Billionaire Bill Gates has two outstanding stocks holding about 51% of his portfolio.

Billionaire Bill Gates has two outstanding stocks holding about 51% of his portfolio.

As of the fourth quarter, the Bill and Melinda Gates (BMG) Foundation Trust had $42 billion invested in 24 stocks; however, 34% of that total was concentrated in two holdings: 17% in Berkshire Hathaway (NYSE: BRK.A) and 14% in Microsoft (NASDAQ: MSFT).

The BMG Foundation Trust is notable since it returned 41% over the three years that concluded in December 2023. In the same period, the S&P 500 (SNPINDEX: \GSPC) returned a mere 33%. The main holdings in the BMG Foundation Trust account for a considerable portion of its outperformance.

Over the past three years, Microsoft and Berkshire have shown to be excellent investments, yielding returns of 74% and 54%, respectively. An investor should be aware of the following with those stocks.

Billionaire Bill Gates has two outstanding stocks holding about 51% of his portfolio.

34% of the Bill and Melinda Gates Foundation Trust is owned by Microsoft.

Microsoft released third-quarter financial figures that exceeded both the top and bottom lines of Wall Street’s projections. The demand for artificial intelligence (AI) solutions contributed to a notable 17% increase in revenue to $61.9 billion, mostly driven by growth in sales of cloud services and corporate software. In the meantime, stock buybacks and strict expense control caused GAAP net income to soar 20% to $2.94 per diluted share.

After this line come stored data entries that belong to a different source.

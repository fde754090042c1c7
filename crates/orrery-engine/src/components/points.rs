use glam::Vec3;
use crate::assets::registry::TextureId;
use crate::components::color::Color;

/// Point cloud with per-point colors (the starfield).
#[derive(Debug, Clone, PartialEq)]
pub struct PointsComponent {
    pub positions: Vec<Vec3>,
    pub colors: Vec<Color>,
    /// Point size in world units (attenuated by the host).
    pub size: f32,
    pub texture: Option<TextureId>,
}

impl PointsComponent {
    pub fn new(positions: Vec<Vec3>, colors: Vec<Color>, size: f32) -> Self {
        Self {
            positions,
            colors,
            size,
            texture: None,
        }
    }

    pub fn with_texture(mut self, texture: Option<TextureId>) -> Self {
        self.texture = texture;
        self
    }

    pub fn len(&self) -> usize {
        self.positions.len()
    }

    pub fn is_empty(&self) -> bool {
        self.positions.is_empty()
    }
}
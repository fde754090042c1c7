pub mod color;
pub mod entity;
pub mod light;
pub mod line;
pub mod mesh;
pub mod motion;
pub mod points;
pub mod sprite;
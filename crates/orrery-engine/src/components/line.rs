use glam::Vec3;
use crate::components::color::Color;

/// Fat polyline in the entity's local space.
///
/// `colors` holds either one color for the whole line or one per point.
#[derive(Debug, Clone, PartialEq)]
pub struct LineComponent {
    pub points: Vec<Vec3>,
    pub colors: Vec<Color>,
    /// Screen-space width in pixels.
    pub width: f32,
}

impl LineComponent {
    pub fn solid(points: Vec<Vec3>, color: Color, width: f32) -> Self {
        Self {
            points,
            colors: vec![color],
            width,
        }
    }

    pub fn gradient(points: Vec<Vec3>, colors: Vec<Color>, width: f32) -> Self {
        Self { points, colors, width }
    }

    /// Color of the point at `index`.
    pub fn color_at(&self, index: usize) -> Color {
        match self.colors.len() {
            0 => Color::WHITE,
            1 => self.colors[0],
            n => self.colors[index.min(n - 1)],
        }
    }
}

#[cfg(test)]
mod tests {
    use super::*;

    #[test]
    fn solid_line_repeats_color() {
        let line = LineComponent::solid(vec![Vec3::ZERO, Vec3::X, Vec3::Y], Color::BLACK, 1.0);
        assert_eq!(line.color_at(2), Color::BLACK);
    }

    #[test]
    fn gradient_line_indexes_colors() {
        let colors = vec![Color::WHITE, Color::BLACK];
        let line = LineComponent::gradient(vec![Vec3::ZERO, Vec3::X], colors, 2.0);
        assert_eq!(line.color_at(0), Color::WHITE);
        assert_eq!(line.color_at(1), Color::BLACK);
        assert_eq!(line.color_at(9), Color::BLACK);
    }
}
//! # dt-redirect
//!
//! Redirects every request to the newest "Discussion Thread" posted by a given
//! account in a Reddit community.
//!
//! ## Architecture
//!
//! - **Domain Layer** ([`domain`]) - Candidate posts, cached entry, upstream source trait
//! - **Application Layer** ([`application`]) - Thread selection and the TTL cache
//! - **Infrastructure Layer** ([`infrastructure`]) - Reddit OAuth client
//! - **API Layer** ([`api`]) - Redirect handler and middleware
//!
//! ## Behavior
//!
//! - The resolved thread is reused for `CACHE_TTL_SECONDS`
//! - A failed refresh keeps serving the last thread found
//! - Before any thread is found, failures redirect to `FALLBACK_URL`
//! - `/dt/old`, `/dt/stream` and `/dt/compact` select alternative front-ends
//!
//! ## Configuration
//!
//! Service configuration is loaded from environment variables via [`config::Config`].
//! See [`config`] module for available options.

pub mod api;
pub mod application;
pub mod domain;
pub mod error;
pub mod infrastructure;
pub mod state;
pub mod utils;

pub mod config;
pub mod server;

pub mod routes;

pub use error::{ResolveError, UpstreamError};
pub use state::AppState;

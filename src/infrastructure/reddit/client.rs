//! Reddit search client.

use std::fmt;
use std::time::{Duration, Instant};

use async_trait::async_trait;
use reqwest::{Client, StatusCode};
use tokio::sync::Mutex;
use tracing::{debug, info};

use super::listing::{Listing, TokenResponse};
use crate::domain::entities::CandidatePost;
use crate::domain::sources::CandidateSource;
use crate::error::UpstreamError;

const TOKEN_URL: &str = "https://www.reddit.com/api/v1/access_token";
const API_BASE: &str = "https://oauth.reddit.com";

/// Tokens are renewed this long before Reddit says they expire.
const TOKEN_EXPIRY_MARGIN: Duration = Duration::from_secs(60);

/// Credentials of a Reddit "script" app authorized with a refresh token.
#[derive(Clone)]
pub struct RedditCredentials {
    pub client_id: String,
    pub client_secret: String,
    pub refresh_token: String,
    pub user_agent: String,
}

impl fmt::Debug for RedditCredentials {
    fn fmt(&self, f: &mut fmt::Formatter<'_>) -> fmt::Result {
        f.debug_struct("RedditCredentials")
            .field("client_id", &self.client_id)
            .field("client_secret", &"***")
            .field("refresh_token", &"***")
            .field("user_agent", &self.user_agent)
            .finish()
    }
}

struct AccessToken {
    value: String,
    expires_at: Instant,
}

/// [`CandidateSource`] backed by Reddit's subreddit search.
///
/// Built once at startup and shared for the life of the process. The OAuth
/// access token is cached and renewed with the refresh-token grant when it
/// is about to expire. No retries: a failed call surfaces as
/// [`UpstreamError`] and the caller decides what to do.
pub struct RedditSource {
    http: Client,
    credentials: RedditCredentials,
    token_url: String,
    api_base: String,
    token: Mutex<Option<AccessToken>>,
}

impl RedditSource {
    /// Creates a client against the public Reddit endpoints.
    ///
    /// # Errors
    ///
    /// Returns [`UpstreamError::Transport`] if the HTTP client cannot be built.
    pub fn new(credentials: RedditCredentials, timeout: Duration) -> Result<Self, UpstreamError> {
        Self::with_endpoints(credentials, timeout, TOKEN_URL, API_BASE)
    }

    /// Creates a client against custom token and API endpoints.
    ///
    /// # Errors
    ///
    /// Returns [`UpstreamError::Transport`] if the HTTP client cannot be built.
    pub fn with_endpoints(
        credentials: RedditCredentials,
        timeout: Duration,
        token_url: impl Into<String>,
        api_base: impl Into<String>,
    ) -> Result<Self, UpstreamError> {
        let http = Client::builder()
            .user_agent(credentials.user_agent.clone())
            .timeout(timeout)
            .build()?;

        Ok(Self {
            http,
            credentials,
            token_url: token_url.into(),
            api_base: api_base.into().trim_end_matches('/').to_string(),
            token: Mutex::new(None),
        })
    }

    /// Returns a valid access token, exchanging the refresh token if needed.
    async fn access_token(&self) -> Result<String, UpstreamError> {
        let mut cached = self.token.lock().await;

        if let Some(token) = cached.as_ref()
            && Instant::now() < token.expires_at
        {
            return Ok(token.value.clone());
        }

        debug!("Requesting Reddit access token");

        let response = self
            .http
            .post(&self.token_url)
            .basic_auth(
                &self.credentials.client_id,
                Some(&self.credentials.client_secret),
            )
            .form(&[
                ("grant_type", "refresh_token"),
                ("refresh_token", self.credentials.refresh_token.as_str()),
            ])
            .send()
            .await?;

        if response.status() == StatusCode::UNAUTHORIZED {
            return Err(UpstreamError::Auth(
                "client credentials rejected".to_string(),
            ));
        }

        let body: TokenResponse = response.error_for_status()?.json().await?;

        let value = match (body.access_token, body.error) {
            (Some(value), _) => value,
            (None, Some(error)) => return Err(UpstreamError::Auth(error)),
            (None, None) => {
                return Err(UpstreamError::Decode(
                    "token response has neither access_token nor error".to_string(),
                ));
            }
        };

        let lifetime = Duration::from_secs(body.expires_in.unwrap_or(3600));
        let expires_at = Instant::now() + lifetime.saturating_sub(TOKEN_EXPIRY_MARGIN);

        info!("Obtained Reddit access token (valid {}s)", lifetime.as_secs());

        *cached = Some(AccessToken {
            value: value.clone(),
            expires_at,
        });

        Ok(value)
    }

    async fn invalidate_token(&self) {
        *self.token.lock().await = None;
    }
}

#[async_trait]
impl CandidateSource for RedditSource {
    async fn search(
        &self,
        community: &str,
        query: &str,
        limit: u32,
    ) -> Result<Vec<CandidatePost>, UpstreamError> {
        let token = self.access_token().await?;
        let url = format!("{}/r/{}/search", self.api_base, community);
        let limit = limit.to_string();

        let response = self
            .http
            .get(&url)
            .bearer_auth(token)
            .query(&[
                ("q", query),
                ("restrict_sr", "1"),
                ("sort", "new"),
                ("limit", limit.as_str()),
                ("raw_json", "1"),
            ])
            .send()
            .await?;

        if response.status() == StatusCode::UNAUTHORIZED {
            // Revoked early; the next call fetches a new token.
            self.invalidate_token().await;
            return Err(UpstreamError::Auth("access token rejected".to_string()));
        }

        let listing: Listing = response.error_for_status()?.json().await?;
        let posts = listing.into_candidates();

        debug!("Reddit search in r/{} returned {} posts", community, posts.len());

        Ok(posts)
    }
}
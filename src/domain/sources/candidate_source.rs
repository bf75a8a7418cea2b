//! Source trait for candidate posts.

use crate::domain::entities::CandidatePost;
use crate::error::UpstreamError;
use async_trait::async_trait;

/// Interface to the upstream search listing.
///
/// # Implementations
///
/// - [`crate::infrastructure::reddit::RedditSource`] - Reddit OAuth API
/// - Test mocks available with `cfg(test)`
#[cfg_attr(test, mockall::automock)]
#[async_trait]
pub trait CandidateSource: Send + Sync {
    /// Searches `community` for posts matching `query`.
    ///
    /// Results are newest-first on a best-effort basis and hold at most
    /// `limit` posts. Implementations must not retry; one call is one
    /// upstream round-trip.
    ///
    /// # Errors
    ///
    /// Returns [`UpstreamError`] on any transport, status, auth or decode failure.
    async fn search(
        &self,
        community: &str,
        query: &str,
        limit: u32,
    ) -> Result<Vec<CandidatePost>, UpstreamError>;
}
//! TTL gate in front of the thread resolver.

use std::sync::atomic::{AtomicU64, Ordering};

use chrono::{DateTime, TimeDelta, Utc};
use tokio::sync::{Mutex, RwLock};
use tracing::{debug, info, warn};

use super::resolver::{Resolution, ThreadResolver};
use crate::domain::entities::CachedEntry;
use crate::domain::sources::CandidateSource;

/// Caches the resolved thread URL for `ttl`.
///
/// # States
///
/// - **Cold** (no entry): every call resolves. A fallback outcome is returned
///   to the caller and the cache stays cold, so the next call retries.
/// - **Warm, fresh**: the stored URL is returned without touching upstream.
/// - **Warm, expired**: the resolver runs. A real resolution replaces the
///   entry; a fallback outcome leaves the entry and its timestamp untouched and
///   the stale URL is served instead of the fallback.
///
/// # Concurrency
///
/// The entry sits behind an `RwLock`; cache hits only take the read side.
/// At most one refresh is in flight, guarded by `refresh_gate`:
///
/// - Warm callers that find the gate taken serve the stale URL immediately.
/// - Cold callers wait for the in-flight attempt. If it ended while they
///   waited, they take its outcome (the stored URL or the fallback) instead
///   of calling upstream again.
///
/// The upstream call runs without the entry lock held, and the write-back
/// never replaces an entry stamped later than its own resolution.
pub struct ThreadCache<S: CandidateSource + ?Sized> {
    resolver: ThreadResolver<S>,
    ttl: TimeDelta,
    entry: RwLock<Option<CachedEntry>>,
    refresh_gate: Mutex<()>,
    /// Completed refresh attempts, successful or not.
    attempts: AtomicU64,
}

impl<S: CandidateSource + ?Sized> ThreadCache<S> {
    /// Creates a cold cache.
    pub fn new(resolver: ThreadResolver<S>, ttl: TimeDelta) -> Self {
        Self {
            resolver,
            ttl,
            entry: RwLock::new(None),
            refresh_gate: Mutex::new(()),
            attempts: AtomicU64::new(0),
        }
    }

    /// Target served while cold and the resolver finds nothing.
    pub fn fallback_url(&self) -> &str {
        &self.resolver.settings().fallback_url
    }

    /// Returns a copy of the stored entry, `None` while cold.
    pub async fn snapshot(&self) -> Option<CachedEntry> {
        self.entry.read().await.clone()
    }

    /// Returns the redirect target as of `now`.
    pub async fn get(&self, now: DateTime<Utc>) -> String {
        let attempts_seen = self.attempts.load(Ordering::Acquire);

        let stale = match self.entry.read().await.as_ref() {
            Some(e) if e.is_fresh(now, self.ttl) => {
                debug!("Cache HIT");
                metrics::counter!("dt_cache_hits_total").increment(1);
                return e.url.clone();
            }
            Some(e) => Some(e.url.clone()),
            None => None,
        };

        let _gate = match stale {
            Some(url) => match self.refresh_gate.try_lock() {
                Ok(gate) => gate,
                Err(_) => {
                    debug!("Refresh in flight, serving stale thread");
                    metrics::counter!("dt_cache_stale_served_total").increment(1);
                    return url;
                }
            },
            None => self.refresh_gate.lock().await,
        };

        if let Some(url) = self.fresh_url(now).await {
            debug!("Cache HIT after waiting for refresh");
            metrics::counter!("dt_cache_hits_total").increment(1);
            return url;
        }

        // An attempt finished while we waited and left nothing fresh behind.
        if self.attempts.load(Ordering::Acquire) != attempts_seen {
            let fallback = Resolution::Fallback(self.fallback_url().to_string());
            return self.store(fallback, now).await;
        }

        info!("Cache MISS, resolving thread");
        metrics::counter!("dt_cache_refreshes_total").increment(1);
        let resolution = self.resolver.resolve(now).await;

        let url = self.store(resolution, now).await;
        self.attempts.fetch_add(1, Ordering::Release);
        url
    }

    async fn fresh_url(&self, now: DateTime<Utc>) -> Option<String> {
        self.entry
            .read()
            .await
            .as_ref()
            .filter(|e| e.is_fresh(now, self.ttl))
            .map(|e| e.url.clone())
    }

    async fn store(&self, resolution: Resolution, now: DateTime<Utc>) -> String {
        let mut entry = self.entry.write().await;

        match (resolution, entry.as_ref()) {
            (Resolution::Found(url), Some(current)) if current.resolved_at > now => {
                debug!(
                    "Discarding resolution from {}, entry from {} is newer",
                    now, current.resolved_at
                );
                url
            }
            (Resolution::Found(url), _) => {
                *entry = Some(CachedEntry::new(url.clone(), now));
                url
            }
            (Resolution::Fallback(_), Some(current)) => {
                warn!(
                    "Refresh failed, serving stale thread resolved at {}",
                    current.resolved_at
                );
                metrics::counter!("dt_cache_stale_served_total").increment(1);
                current.url.clone()
            }
            (Resolution::Fallback(fallback), None) => {
                metrics::counter!("dt_fallback_served_total").increment(1);
                fallback
            }
        }
    }
}
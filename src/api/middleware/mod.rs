//! HTTP middleware layers.

pub mod tracing;
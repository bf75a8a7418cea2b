#![allow(dead_code)]

use async_trait::async_trait;
use chrono::{DateTime, TimeDelta, Utc};
use dt_redirect::application::services::{ResolverSettings, ThreadCache, ThreadResolver};
use dt_redirect::domain::entities::CandidatePost;
use dt_redirect::domain::sources::CandidateSource;
use dt_redirect::error::UpstreamError;
use dt_redirect::state::AppState;
use std::collections::VecDeque;
use std::sync::Arc;
use std::sync::Mutex;
use std::sync::atomic::{AtomicUsize, Ordering};
use std::time::Duration;

pub const FALLBACK: &str = "https://www.reddit.com/r/neoliberal";
pub const AUTHOR: &str = "jobautomator";

pub type SearchResult = Result<Vec<CandidatePost>, UpstreamError>;

/// Scripted upstream: pops one queued result per call, repeating the last
/// one once the queue is down to a single entry.
pub struct FakeSource {
    responses: Mutex<VecDeque<SearchResult>>,
    calls: AtomicUsize,
    delay: Duration,
}

impl FakeSource {
    pub fn new(responses: Vec<SearchResult>) -> Self {
        Self {
            responses: Mutex::new(responses.into()),
            calls: AtomicUsize::new(0),
            delay: Duration::ZERO,
        }
    }

    pub fn with_delay(mut self, delay: Duration) -> Self {
        self.delay = delay;
        self
    }

    pub fn calls(&self) -> usize {
        self.calls.load(Ordering::SeqCst)
    }
}

#[async_trait]
impl CandidateSource for FakeSource {
    async fn search(
        &self,
        _community: &str,
        _query: &str,
        _limit: u32,
    ) -> Result<Vec<CandidatePost>, UpstreamError> {
        self.calls.fetch_add(1, Ordering::SeqCst);

        if !self.delay.is_zero() {
            tokio::time::sleep(self.delay).await;
        }

        let mut responses = self.responses.lock().unwrap();
        let next = if responses.len() > 1 {
            responses.pop_front()
        } else {
            responses.front().map(clone_result)
        };
        next.unwrap_or_else(|| Ok(vec![]))
    }
}

fn clone_result(result: &SearchResult) -> SearchResult {
    match result {
        Ok(posts) => Ok(posts.clone()),
        Err(e) => Err(UpstreamError::Transport(e.to_string())),
    }
}

pub fn thread(url: &str, created_at: DateTime<Utc>) -> CandidatePost {
    CandidatePost::new(
        Some(AUTHOR.to_string()),
        "Discussion Thread",
        url,
        created_at,
    )
}

pub fn outage() -> SearchResult {
    Err(UpstreamError::Status {
        status: 503,
        message: "Service Unavailable".to_string(),
    })
}

pub fn settings() -> ResolverSettings {
    ResolverSettings {
        community: "neoliberal".to_string(),
        author: AUTHOR.to_string(),
        title: "Discussion Thread".to_string(),
        recency_window: TimeDelta::hours(36),
        search_limit: 25,
        fallback_url: FALLBACK.to_string(),
    }
}

pub fn create_test_cache(source: Arc<FakeSource>, ttl: TimeDelta) -> ThreadCache<dyn CandidateSource> {
    let source: Arc<dyn CandidateSource> = source;
    ThreadCache::new(ThreadResolver::new(source, settings()), ttl)
}

pub fn create_test_state(source: Arc<FakeSource>) -> AppState {
    AppState::new(Arc::new(create_test_cache(source, TimeDelta::seconds(60))))
}
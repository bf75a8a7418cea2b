//! Business logic services for the application layer.

pub mod resolver;
pub mod thread_cache;

pub use resolver::{Resolution, ResolverSettings, ThreadResolver, select_latest};
pub use thread_cache::ThreadCache;
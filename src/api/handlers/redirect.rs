//! Handler for the thread redirect.

use axum::{
    extract::State,
    http::{HeaderValue, StatusCode, Uri, header},
    response::IntoResponse,
};
use chrono::Utc;
use tracing::{debug, warn};

use crate::state::AppState;
use crate::utils::path_rewrite::rewrite;

/// Redirects to the current discussion thread.
///
/// # Endpoint
///
/// `GET /` and `GET /{*path}`
///
/// # Request Flow
///
/// 1. Ask the thread cache for the current URL (may refresh from upstream)
/// 2. Rewrite it for the site variant named by the request path
/// 3. Return 302 Found with the `Location` header set
///
/// # Failure Handling
///
/// There is no error response. Upstream failures surface as the stale cached
/// thread or, before any thread was ever found, as the fallback URL.
pub async fn redirect_handler(State(state): State<AppState>, uri: Uri) -> impl IntoResponse {
    let cache = &state.thread_cache;
    let resolved = cache.get(Utc::now()).await;
    let target = rewrite(&resolved, uri.path());

    debug!("Redirecting {} -> {}", uri.path(), target);

    (
        StatusCode::FOUND,
        [(header::LOCATION, location(&target, cache.fallback_url()))],
    )
}

/// Builds the `Location` value, falling back when `url` is not a valid header.
fn location(url: &str, fallback: &str) -> HeaderValue {
    HeaderValue::try_from(url)
        .or_else(|e| {
            warn!("Resolved URL is not a valid Location header ({}): {:?}", e, url);
            HeaderValue::try_from(fallback)
        })
        .unwrap_or_else(|_| HeaderValue::from_static("/"))
}
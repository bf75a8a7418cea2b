//! Core domain entities.
//!
//! - [`CandidatePost`] - One post observed in an upstream search listing
//! - [`CachedEntry`] - The last successful resolution held by the cache

pub mod cached_entry;
pub mod candidate_post;

pub use cached_entry::CachedEntry;
pub use candidate_post::CandidatePost;
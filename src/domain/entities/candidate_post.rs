//! Candidate post entity returned by a [`crate::domain::sources::CandidateSource`].

use chrono::{DateTime, Utc};

/// A post summary observed in an upstream listing.
///
/// `author` is `None` when the account was deleted; such posts never match
/// an author filter.
#[derive(Debug, Clone, PartialEq, Eq)]
pub struct CandidatePost {
    pub author: Option<String>,
    pub title: String,
    pub url: String,
    pub created_at: DateTime<Utc>,
}

impl CandidatePost {
    /// Creates a new CandidatePost instance.
    pub fn new(
        author: Option<String>,
        title: impl Into<String>,
        url: impl Into<String>,
        created_at: DateTime<Utc>,
    ) -> Self {
        Self {
            author,
            title: title.into(),
            url: url.into(),
            created_at,
        }
    }

    /// Returns true if the post was written by `author`, ignoring ASCII case.
    pub fn is_by(&self, author: &str) -> bool {
        self.author
            .as_deref()
            .is_some_and(|a| a.eq_ignore_ascii_case(author))
    }

    /// Returns true if the title contains `needle`, ignoring case.
    pub fn title_contains(&self, needle: &str) -> bool {
        self.title.to_lowercase().contains(&needle.to_lowercase())
    }
}
//! Application layer services implementing the redirect policy.
//!
//! Services consume the [`crate::domain::sources::CandidateSource`] trait and
//! expose a single "where should this request go" answer to HTTP handlers.
//!
//! # Available Services
//!
//! - [`services::resolver::ThreadResolver`] - Selects the current thread from candidate posts
//! - [`services::thread_cache::ThreadCache`] - TTL gate with stale-over-fallback semantics

pub mod services;
//! Reddit OAuth API client.
//!
//! - [`RedditSource`] - [`crate::domain::sources::CandidateSource`] backed by subreddit search
//! - [`RedditCredentials`] - Script-app secrets and user agent
//! - [`listing`] - Wire types for the search listing and token endpoints

mod client;
pub mod listing;

pub use client::{RedditCredentials, RedditSource};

Moving forward, Microsoft’s strongholds in cloud computing and enterprise software will be key components of its bull case. More specifically, Morgan Stanley projects that Microsoft will have a market share of more than 21% by 2027, having accounted for 18% of sales of commercial software in 2023. The basis of its supremacy is its robust position in business resource planning and office productivity software, while its recent

When it comes to cloud infrastructure and platform services income, Microsoft Azure still lags behind Amazon Web Services (AWS). But Azure’s market share increased by 2 percentage points in the last year, and future share gains could come from investments in AI technologies. In fact, Azure OpenAI Service—a platform that enables enterprises to create generative AI applications and customize massive language models from OpenAI—is utilized by over 65% of Fortune 500 companies. Furthermore, Microsoft is the cloud services provider most expected to increase its market share over the next three years, according to a recent Morgan Stanley CIO survey.

Forecasts indicate that until 2030, the corporate software and cloud services industries will increase at annual rates of 13.7% and 14.1%, respectively. Wall Street anticipates Microsoft to expand in the interim.

17% of the Bill and Melinda Gates Foundation Trust is owned by Berkshire Hathaway.

For the first quarter, Berkshire Hathaway posted impressive financial results. GAAP earnings decreased 64% to $5.88 per diluted share (for Class B shares) while revenue increased 5% to $89.8 billion. But the drop was brought on by large investment gains the year before. Excluding those gains, operating earnings increased 39% in the first quarter, surpassing even Wall Street analysts’ highest estimate.

There are three reasons why Berkshire is a bull going forward. First off, it is among the biggest property and liability insurers globally, which means that it regularly raises a sizable amount of money in the form of premiums that may be used to purchase bonds and equities. Second, CEO Warren Buffett has proven he can generate superior returns on money. As an illustration, Berkshire’s

Third, Berkshire controls several dozen companies in the manufacturing, utilities, freight rail, and energy sectors. The business’s resilience during economic downturns can be attributed to its diversification. According to Bespoke Investment Group, since 1980, the median difference in returns between Berkshire stock and the S&P 500 has been 4.4 percentage points during recessions and 14.9 percentage points during bear markets.

For the upcoming three years, Berkshire is expected to expand operating earnings per share at a rate of 12% annually, according to CFRA analyst Catherine Seifert. Over the next five years, Argus’ Stephen Biggar projects the same rate of growth for the company. By comparison, the present price of 21.7 times operating earnings appears fair in comparison to those projections.

In fact, Berkshire’s performance can surpass that of the S&P 500,” according to Warren Buffett.